Different 9H-carbazole derivatives have been investigated within the last decades due to their broad range of pharmacological applications. While the metabolism of 9H-carbazole has previously been reported, nothing was known about the bacterial transformation of 2,3,4,9-tetrahydro-1H-carbazole and 9-methyl-9H-carbazole. Thus, for the first time, the bacterial biotransformation of 2,3,4,9-tetrahydro-1H-carbazole and 9-methyl-9H-carbazole was analyzed using biphenyl-grown cells of Ralstonia sp. strain SBUG 290 expressing biphenyl 2,3-dioxygenase. This strain accumulated 3-hydroxy-1,2,3,5,6,7,8,9-octahydrocarbazol-4-one and 6'-iminobicyclohexylidene-2',4'-dien-2-one as major products during the incubation with 2,3,4,9-tetrahydro-1H-carbazole. Carbazol-9-yl-methanol was verified as the primary oxidation product of 9-methyl-9H-carbazole. In addition, 9H-carbazol-1-ol, 9H-carbazol-3-ol, and 3-hydroxy-1,2,3,9-tetrahydrocarbazol-4-one where detected in lower concentrations during the transformation of carbazol-9-yl-methanol and 9-methyl-9H-carbazole. Products were identified by high-performance liquid chromatography, gas chromatography-mass spectrometry, liquid chromatography-mass spectrometry, as well as (1)H and (13)C nuclear magnetic resonance analyses.

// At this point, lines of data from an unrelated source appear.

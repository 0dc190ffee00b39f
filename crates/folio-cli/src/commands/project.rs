use std::path::Path;

use anyhow::Context;
use folio_admin::AdminDataController;
use folio_client::ProjectDraft;

pub async fn save(controller: &AdminDataController, json: &Path) -> anyhow::Result<()> {
    let text = tokio::fs::read_to_string(json)
        .await
        .with_context(|| format!("failed to read {}", json.display()))?;
    let draft: ProjectDraft = serde_json::from_str(&text)
        .with_context(|| format!("{} is not a valid project draft", json.display()))?;

    controller.save_project(&draft).await?;
    println!("{}", controller.status_text());
    for project in controller.projects() {
        println!("  {}. {} id={}", project.display_order, project.name, project.id);
    }
    Ok(())
}

pub async fn delete(controller: &AdminDataController, id: &str) -> anyhow::Result<()> {
    controller.delete_project(id).await?;
    println!("{}", controller.status_text());
    Ok(())
}
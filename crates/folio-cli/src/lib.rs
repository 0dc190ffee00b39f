//! folioctl: read and edit a Folio portfolio from the command line
//!
//! Settings come from `folio.toml`, then `FOLIO_*` environment variables,
//! then command line flags.

pub mod cli;
pub mod commands;
pub mod config;
pub mod logging;
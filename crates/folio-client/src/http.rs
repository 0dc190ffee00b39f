//! HTTP plumbing for the hosted backend
//!
//! Wraps a `reqwest::Client` with the project base URL, the anonymous key
//! and the current session. Every request carries `apikey` plus a bearer
//! token: the session's access token when signed in, the anonymous key
//! otherwise. Requests are never retried.

use std::time::Duration;

use chrono::Utc;
use parking_lot::RwLock;
use reqwest::{Client, RequestBuilder, Response};
use serde::{Serialize, de::DeserializeOwned};
use tracing::{debug, error};

use crate::config::ClientConfig;
use crate::constants::api_path;
use crate::error::{GatewayError, Result};
use crate::model::{Session, TokenResponse};

/// HTTP client bound to one backend project
pub struct RestClient {
    client: Client,
    config: ClientConfig,
    session: RwLock<Option<Session>>,
}

impl RestClient {
    /// Create a new client. No network traffic happens until the first request.
    pub fn new(config: ClientConfig) -> Result<Self> {
        let client = Client::builder()
            .connect_timeout(Duration::from_millis(config.connect_timeout_ms))
            .timeout(Duration::from_millis(config.read_timeout_ms))
            .build()?;

        Ok(Self {
            client,
            config,
            session: RwLock::new(None),
        })
    }

    pub fn config(&self) -> &ClientConfig {
        &self.config
    }

    /// Build the full URL of a table endpoint
    pub fn table_url(&self, table: &str) -> String {
        self.config.url(&format!("{}/{}", api_path::REST, table))
    }

    /// Current session, dropping it once it has expired
    pub fn session(&self) -> Option<Session> {
        let now = Utc::now();
        {
            let guard = self.session.read();
            match guard.as_ref() {
                Some(s) if !s.is_expired(now) => return Some(s.clone()),
                None => return None,
                Some(_) => {}
            }
        }
        debug!("Session expired, clearing");
        *self.session.write() = None;
        None
    }

    pub fn set_session(&self, session: Session) {
        *self.session.write() = Some(session);
    }

    pub fn clear_session(&self) -> Option<Session> {
        self.session.write().take()
    }

    /// Bearer credential: session token if signed in, anonymous key otherwise
    pub fn bearer_token(&self) -> String {
        self.session()
            .map(|s| s.access_token)
            .unwrap_or_else(|| self.config.anon_key.clone())
    }

    fn authorized(&self, builder: RequestBuilder) -> RequestBuilder {
        builder
            .header("apikey", &self.config.anon_key)
            .bearer_auth(self.bearer_token())
    }

    /// Exchange email/password for a session and keep it
    pub async fn sign_in(&self, email: &str, password: &str) -> Result<Session> {
        #[derive(Serialize)]
        struct Credentials<'a> {
            email: &'a str,
            password: &'a str,
        }

        let url = self.config.url(api_path::AUTH_TOKEN);
        debug!("Signing in at {}", url);

        let response = self
            .client
            .post(&url)
            .header("apikey", &self.config.anon_key)
            .query(&[("grant_type", "password")])
            .json(&Credentials { email, password })
            .send()
            .await?;

        if !response.status().is_success() {
            let status = response.status();
            let body = response.text().await.unwrap_or_default();
            return Err(GatewayError::AuthFailed(format!(
                "Login failed with status {}: {}",
                status, body
            )));
        }

        let token: TokenResponse = response.json().await?;
        let session = token.into_session(Utc::now());
        self.set_session(session.clone());
        Ok(session)
    }

    /// Revoke the session remotely and forget it locally.
    ///
    /// The local session is cleared even if the logout call fails.
    pub async fn sign_out(&self) -> Result<()> {
        let Some(session) = self.clear_session() else {
            return Ok(());
        };

        let url = self.config.url(api_path::AUTH_LOGOUT);
        let response = self
            .client
            .post(&url)
            .header("apikey", &self.config.anon_key)
            .bearer_auth(&session.access_token)
            .send()
            .await?;
        check_status(response).await.map(|_| ())
    }

    /// GET a table with query parameters and decode the rows
    pub async fn select<T, Q>(&self, table: &str, query: &Q) -> Result<Vec<T>>
    where
        T: DeserializeOwned,
        Q: Serialize + ?Sized,
    {
        let url = self.table_url(table);
        debug!("GET {}", url);
        let response = self
            .authorized(self.client.get(&url))
            .query(query)
            .send()
            .await?;
        handle_response(response).await
    }

    /// POST a JSON body to a table. `prefer` is sent as the `Prefer` header.
    pub async fn insert<B, Q>(&self, table: &str, query: &Q, body: &B, prefer: &str) -> Result<()>
    where
        B: Serialize + ?Sized,
        Q: Serialize + ?Sized,
    {
        let url = self.table_url(table);
        debug!("POST {}", url);
        let response = self
            .authorized(self.client.post(&url))
            .header("Prefer", prefer)
            .query(query)
            .json(body)
            .send()
            .await?;
        check_status(response).await.map(|_| ())
    }

    /// PATCH rows matching the query filter
    pub async fn update<B, Q>(&self, table: &str, query: &Q, body: &B) -> Result<()>
    where
        B: Serialize + ?Sized,
        Q: Serialize + ?Sized,
    {
        let url = self.table_url(table);
        debug!("PATCH {}", url);
        let response = self
            .authorized(self.client.patch(&url))
            .header("Prefer", "return=minimal")
            .query(query)
            .json(body)
            .send()
            .await?;
        check_status(response).await.map(|_| ())
    }

    /// DELETE rows matching the query filter
    pub async fn delete<Q>(&self, table: &str, query: &Q) -> Result<()>
    where
        Q: Serialize + ?Sized,
    {
        let url = self.table_url(table);
        debug!("DELETE {}", url);
        let response = self
            .authorized(self.client.delete(&url))
            .query(query)
            .send()
            .await?;
        check_status(response).await.map(|_| ())
    }
}

/// Equality filter value for a column, e.g. `eq.42`
pub fn eq_filter(value: &str) -> String {
    format!("eq.{}", value)
}

/// Ascending order clause for a column, e.g. `display_order.asc`
pub fn asc_order(column: &str) -> String {
    format!("{}.asc", column)
}

async fn check_status(response: Response) -> Result<Response> {
    let status = response.status();
    if status.is_success() {
        Ok(response)
    } else {
        let body = response.text().await.unwrap_or_default();
        error!("Request failed with status {}: {}", status, body);
        Err(GatewayError::Request {
            status: status.as_u16(),
            body,
        })
    }
}

async fn handle_response<T: DeserializeOwned>(response: Response) -> Result<T> {
    let response = check_status(response).await?;
    let bytes = response.bytes().await?;
    Ok(serde_json::from_slice(&bytes)?)
}
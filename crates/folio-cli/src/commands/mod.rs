//! Subcommand implementations

mod content;
mod project;
mod show;
mod upload;

use std::sync::Arc;

use folio_admin::AdminDataController;
use folio_client::{DataGateway, MemoryGateway, RestGateway};
use tracing::debug;

use crate::cli::{Cli, Command};
use crate::config::Settings;

pub use show::render_site;
pub use upload::save_field;

/// Gateway for the configured backend, or an empty in-memory store
pub fn build_gateway(settings: &Settings, offline: bool) -> anyhow::Result<Arc<dyn DataGateway>> {
    if offline {
        debug!("Using in-memory store");
        let mut gateway = MemoryGateway::new();
        if let Some((email, password)) = settings.credentials() {
            gateway = gateway.with_credentials(email, password);
        }
        return Ok(Arc::new(gateway));
    }

    if settings.url.is_empty() {
        anyhow::bail!("no backend URL configured; set `url` in folio.toml, FOLIO_URL or --url");
    }
    Ok(Arc::new(RestGateway::new(settings.client_config())?))
}

/// Sign in with the configured credentials, if there are any.
///
/// Without credentials requests go out with the anonymous key.
async fn sign_in(gateway: &dyn DataGateway, settings: &Settings) -> anyhow::Result<()> {
    if let Some((email, password)) = settings.credentials() {
        gateway.sign_in(email, password).await?;
    }
    Ok(())
}

pub async fn run(cli: &Cli, settings: &Settings) -> anyhow::Result<()> {
    let gateway = build_gateway(settings, cli.offline)?;

    match &cli.command {
        Command::Show => show::run(gateway).await,
        Command::Set { fields } => {
            sign_in(gateway.as_ref(), settings).await?;
            let controller = AdminDataController::new(gateway);
            content::run(&controller, fields.clone()).await
        }
        Command::ProjectSave { json } => {
            sign_in(gateway.as_ref(), settings).await?;
            let controller = AdminDataController::new(gateway);
            project::save(&controller, json).await
        }
        Command::ProjectDelete { id } => {
            sign_in(gateway.as_ref(), settings).await?;
            let controller = AdminDataController::new(gateway);
            project::delete(&controller, id).await
        }
        Command::Upload { kind, file, key } => {
            if cli.offline {
                anyhow::bail!("upload needs a backend; drop --offline");
            }
            sign_in(gateway.as_ref(), settings).await?;
            upload::run(settings, gateway, *kind, file, key.as_deref()).await
        }
    }
}
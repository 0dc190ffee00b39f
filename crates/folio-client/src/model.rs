//! Client model types
//!
//! Rows of the `site_content` and `projects` tables, the partial project
//! edited by the admin, and the authenticated session.

use std::collections::HashMap;

use chrono::{DateTime, Utc};
use serde::{Deserialize, Deserializer, Serialize};

/// Flat `key -> value` view of all content entries
pub type ContentMap = HashMap<String, String>;

/// Treat an explicit JSON `null` like a missing field.
fn null_as_default<'de, D, T>(deserializer: D) -> Result<T, D::Error>
where
    D: Deserializer<'de>,
    T: Default + Deserialize<'de>,
{
    Ok(Option::<T>::deserialize(deserializer)?.unwrap_or_default())
}

/// One editable text/URL field of the public site
#[derive(Clone, Debug, PartialEq, Serialize, Deserialize)]
pub struct ContentEntry {
    pub key: String,
    #[serde(default, deserialize_with = "null_as_default")]
    pub value: String,
    #[serde(default)]
    pub updated_at: Option<DateTime<Utc>>,
}

/// Build the flat lookup from table rows. Later rows win on duplicate keys.
pub fn content_map(entries: Vec<ContentEntry>) -> ContentMap {
    entries.into_iter().map(|e| (e.key, e.value)).collect()
}

/// Look up a content value, substituting `fallback` when the key is
/// missing or its value is blank.
pub fn text_or<'a>(content: &'a ContentMap, key: &str, fallback: &'a str) -> &'a str {
    match content.get(key) {
        Some(value) if !value.is_empty() => value,
        _ => fallback,
    }
}

/// A portfolio case study
#[derive(Clone, Debug, Default, PartialEq, Serialize, Deserialize)]
pub struct Project {
    pub id: String,
    #[serde(default, deserialize_with = "null_as_default")]
    pub name: String,
    #[serde(default, deserialize_with = "null_as_default")]
    pub subtitle: String,
    #[serde(default, deserialize_with = "null_as_default")]
    pub year: String,
    #[serde(default, deserialize_with = "null_as_default")]
    pub tags: String,
    #[serde(default, deserialize_with = "null_as_default")]
    pub description: String,
    #[serde(default, deserialize_with = "null_as_default")]
    pub highlights: Vec<String>,
    #[serde(default, deserialize_with = "null_as_default")]
    pub image_url: String,
    #[serde(default, deserialize_with = "null_as_default")]
    pub video_url: String,
    #[serde(default, deserialize_with = "null_as_default")]
    pub display_order: i32,
    #[serde(default)]
    pub created_at: Option<DateTime<Utc>>,
    #[serde(default)]
    pub updated_at: Option<DateTime<Utc>>,
}

impl Project {
    /// Split the `"A • B • C"` tag line into individual tags
    pub fn tag_list(&self) -> Vec<&str> {
        self.tags
            .split('•')
            .map(str::trim)
            .filter(|t| !t.is_empty())
            .collect()
    }
}

/// Order projects by `display_order` ascending. The sort is stable, so
/// ties keep the order the store returned them in.
pub fn sort_by_display_order(projects: &mut [Project]) {
    projects.sort_by_key(|p| p.display_order);
}

/// Partial project as edited in the admin.
///
/// `id == None` means the project has not been inserted yet; the server
/// assigns the id on insert. Unset fields are left out of the request
/// body so the server keeps (or defaults) them.
#[derive(Clone, Debug, Default, PartialEq, Serialize, Deserialize)]
pub struct ProjectDraft {
    #[serde(default, skip_serializing_if = "Option::is_none")]
    pub id: Option<String>,
    #[serde(default, skip_serializing_if = "Option::is_none")]
    pub name: Option<String>,
    #[serde(default, skip_serializing_if = "Option::is_none")]
    pub subtitle: Option<String>,
    #[serde(default, skip_serializing_if = "Option::is_none")]
    pub year: Option<String>,
    #[serde(default, skip_serializing_if = "Option::is_none")]
    pub tags: Option<String>,
    #[serde(default, skip_serializing_if = "Option::is_none")]
    pub description: Option<String>,
    #[serde(default, skip_serializing_if = "Option::is_none")]
    pub highlights: Option<Vec<String>>,
    #[serde(default, skip_serializing_if = "Option::is_none")]
    pub image_url: Option<String>,
    #[serde(default, skip_serializing_if = "Option::is_none")]
    pub video_url: Option<String>,
    #[serde(default, skip_serializing_if = "Option::is_none")]
    pub display_order: Option<i32>,
}

impl ProjectDraft {
    /// A draft for a project that does not exist yet
    pub fn named(name: &str) -> Self {
        Self {
            name: Some(name.to_string()),
            ..Default::default()
        }
    }

    pub fn is_new(&self) -> bool {
        self.id.is_none()
    }

    /// Append a highlight; blank input is ignored.
    pub fn add_highlight(&mut self, text: &str) {
        let text = text.trim();
        if text.is_empty() {
            return;
        }
        self.highlights
            .get_or_insert_with(Vec::new)
            .push(text.to_string());
    }

    /// Remove the highlight at `index`, if there is one.
    pub fn remove_highlight(&mut self, index: usize) -> Option<String> {
        let highlights = self.highlights.as_mut()?;
        (index < highlights.len()).then(|| highlights.remove(index))
    }

    /// Overlay the draft's set fields onto `project`
    pub fn apply_to(&self, project: &mut Project) {
        if let Some(v) = &self.name {
            project.name = v.clone();
        }
        if let Some(v) = &self.subtitle {
            project.subtitle = v.clone();
        }
        if let Some(v) = &self.year {
            project.year = v.clone();
        }
        if let Some(v) = &self.tags {
            project.tags = v.clone();
        }
        if let Some(v) = &self.description {
            project.description = v.clone();
        }
        if let Some(v) = &self.highlights {
            project.highlights = v.clone();
        }
        if let Some(v) = &self.image_url {
            project.image_url = v.clone();
        }
        if let Some(v) = &self.video_url {
            project.video_url = v.clone();
        }
        if let Some(v) = self.display_order {
            project.display_order = v;
        }
    }
}

impl From<&Project> for ProjectDraft {
    fn from(p: &Project) -> Self {
        Self {
            id: Some(p.id.clone()),
            name: Some(p.name.clone()),
            subtitle: Some(p.subtitle.clone()),
            year: Some(p.year.clone()),
            tags: Some(p.tags.clone()),
            description: Some(p.description.clone()),
            highlights: Some(p.highlights.clone()),
            image_url: Some(p.image_url.clone()),
            video_url: Some(p.video_url.clone()),
            display_order: Some(p.display_order),
        }
    }
}

/// Authenticated session issued by the identity provider
#[derive(Clone, Debug, PartialEq)]
pub struct Session {
    pub access_token: String,
    pub refresh_token: Option<String>,
    pub expires_at: DateTime<Utc>,
    pub user_email: Option<String>,
}

impl Session {
    pub fn is_expired(&self, now: DateTime<Utc>) -> bool {
        self.expires_at <= now
    }
}

/// Password-grant token response
#[derive(Debug, Deserialize)]
pub(crate) struct TokenResponse {
    pub access_token: String,
    #[serde(default)]
    pub refresh_token: Option<String>,
    #[serde(default = "default_expires_in")]
    pub expires_in: i64,
    #[serde(default)]
    pub user: Option<TokenUser>,
}

#[derive(Debug, Deserialize)]
pub(crate) struct TokenUser {
    #[serde(default)]
    pub email: Option<String>,
}

fn default_expires_in() -> i64 {
    3600
}

impl TokenResponse {
    pub(crate) fn into_session(self, now: DateTime<Utc>) -> Session {
        Session {
            access_token: self.access_token,
            refresh_token: self.refresh_token,
            expires_at: now + chrono::Duration::seconds(self.expires_in),
            user_email: self.user.and_then(|u| u.email),
        }
    }
}

#[cfg(test)]
mod tests {
    use super::*;

    fn project(id: &str, order: i32) -> Project {
        Project {
            id: id.to_string(),
            display_order: order,
            ..Default::default()
        }
    }

    #[test]
    fn test_project_deserialization_with_nulls() {
        let json = r#"{
            "id": "4f1c",
            "name": "SPINE",
            "subtitle": null,
            "year": "2023–2025",
            "tags": "Action Game • Unreal Engine",
            "description": "Combat systems",
            "highlights": null,
            "image_url": "https://cdn/x.png",
            "video_url": null,
            "display_order": 1,
            "created_at": "2025-01-02T03:04:05.123456+00:00",
            "updated_at": null
        }"#;

        let p: Project = serde_json::from_str(json).unwrap();
        assert_eq!(p.id, "4f1c");
        assert_eq!(p.subtitle, "");
        assert!(p.highlights.is_empty());
        assert_eq!(p.video_url, "");
        assert!(p.created_at.is_some());
        assert!(p.updated_at.is_none());
        assert_eq!(p.tag_list(), vec!["Action Game", "Unreal Engine"]);
    }

    #[test]
    fn test_sort_by_display_order_is_stable() {
        let mut projects = vec![project("c", 2), project("a", 1), project("b", 1)];
        sort_by_display_order(&mut projects);
        let ids: Vec<_> = projects.iter().map(|p| p.id.as_str()).collect();
        assert_eq!(ids, vec!["a", "b", "c"]);
    }

    #[test]
    fn test_text_or_fallback() {
        let mut content = ContentMap::new();
        content.insert("hero_tagline".to_string(), "Hello".to_string());
        content.insert("about_text1".to_string(), String::new());

        assert_eq!(text_or(&content, "hero_tagline", "x"), "Hello");
        assert_eq!(text_or(&content, "about_text1", "fallback"), "fallback");
        assert_eq!(text_or(&content, "missing", "fallback"), "fallback");
    }

    #[test]
    fn test_draft_serialization_skips_unset() {
        let draft = ProjectDraft::named("X");
        let json = serde_json::to_value(&draft).unwrap();
        assert_eq!(json, serde_json::json!({ "name": "X" }));
        assert!(draft.is_new());
    }

    #[test]
    fn test_draft_highlights() {
        let mut draft = ProjectDraft::default();
        draft.add_highlight("  Parkour integrated into combat ");
        draft.add_highlight("   ");
        draft.add_highlight("Cinematic finishers");
        assert_eq!(
            draft.highlights.as_deref(),
            Some(
                &[
                    "Parkour integrated into combat".to_string(),
                    "Cinematic finishers".to_string()
                ][..]
            )
        );

        assert_eq!(draft.remove_highlight(5), None);
        assert_eq!(
            draft.remove_highlight(0).as_deref(),
            Some("Parkour integrated into combat")
        );
        assert_eq!(draft.highlights.unwrap().len(), 1);
    }

    #[test]
    fn test_draft_from_project_and_apply() {
        let mut p = project("id-1", 3);
        p.name = "ALIA".to_string();

        let mut draft = ProjectDraft::from(&p);
        assert_eq!(draft.id.as_deref(), Some("id-1"));
        draft.name = Some("ALIA 2".to_string());
        draft.display_order = Some(0);

        draft.apply_to(&mut p);
        assert_eq!(p.name, "ALIA 2");
        assert_eq!(p.display_order, 0);
        assert_eq!(p.id, "id-1");
    }

    #[test]
    fn test_token_response_into_session() {
        let json = r#"{"access_token":"jwt","refresh_token":"r","expires_in":60,"user":{"email":"me@site.dev"}}"#;
        let token: TokenResponse = serde_json::from_str(json).unwrap();
        let now = Utc::now();
        let session = token.into_session(now);

        assert_eq!(session.access_token, "jwt");
        assert_eq!(session.user_email.as_deref(), Some("me@site.dev"));
        assert!(!session.is_expired(now));
        assert!(session.is_expired(now + chrono::Duration::seconds(61)));
    }
}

Characterization of new oxidation products of 9H-carbazole and structure related compounds by biphenyl-utilizing bacteria.

9H-Carbazole and its derivatives are useful for versatile pharmacological applications. To obtain different derivatives of 9H-carbazole, 24 isolates of biphenyl-utilizing bacteria have been investigated regarding their ability to produce hydroxylated 9H-carbazole metabolites. Our analyses showed that 9H-carbazole was primarily converted into 9H-carbazol-1-ol (15 strains) and 9H-carbazol-3-ol (9 strains), while carbazol-9-ol was formed as a minor product (12 strains). The formation of 9H-carbazol-3-ol by the spontaneous release from the corresponding dihydrodiols was provided by the first-time detection of 3-hydroxy-1,2,3,9-tetrahydrocarbazol-4-one. The dependence of product yields on different parameters was exemplarily analyzed for Ralstonia sp. SBUG 290. Biphenyl-grown cells showed higher oxidation activities than cells cultivated with organic acids or nutrient broth, while co-cultivation of Ralstonia sp. SBUG 290 with biphenyl and 9H-carbazole led to an enhanced yield of 9H-carbazol-1-ol. The tested bacterial strains were also studied regarding their biotransformation of the two structure-related compounds 9H-fluorene and dibenzothiophene. Twenty-one strains primarily transformed 9H-fluorene into 9H-fluoren-9-ol and fluoren-9-one. Three strains accumulated benzo[c]chromen-6-one as a novel dead-end product during the incubation with 9H-fluorene, 9H-fluoren-9-ol, and fluoren-9-one. Dibenzothiophene has been mainly transformed into the dead-end product dibenzothiophene-5-oxide, while additional metabolites indicated that the transformation followed the so called Kodama pathway.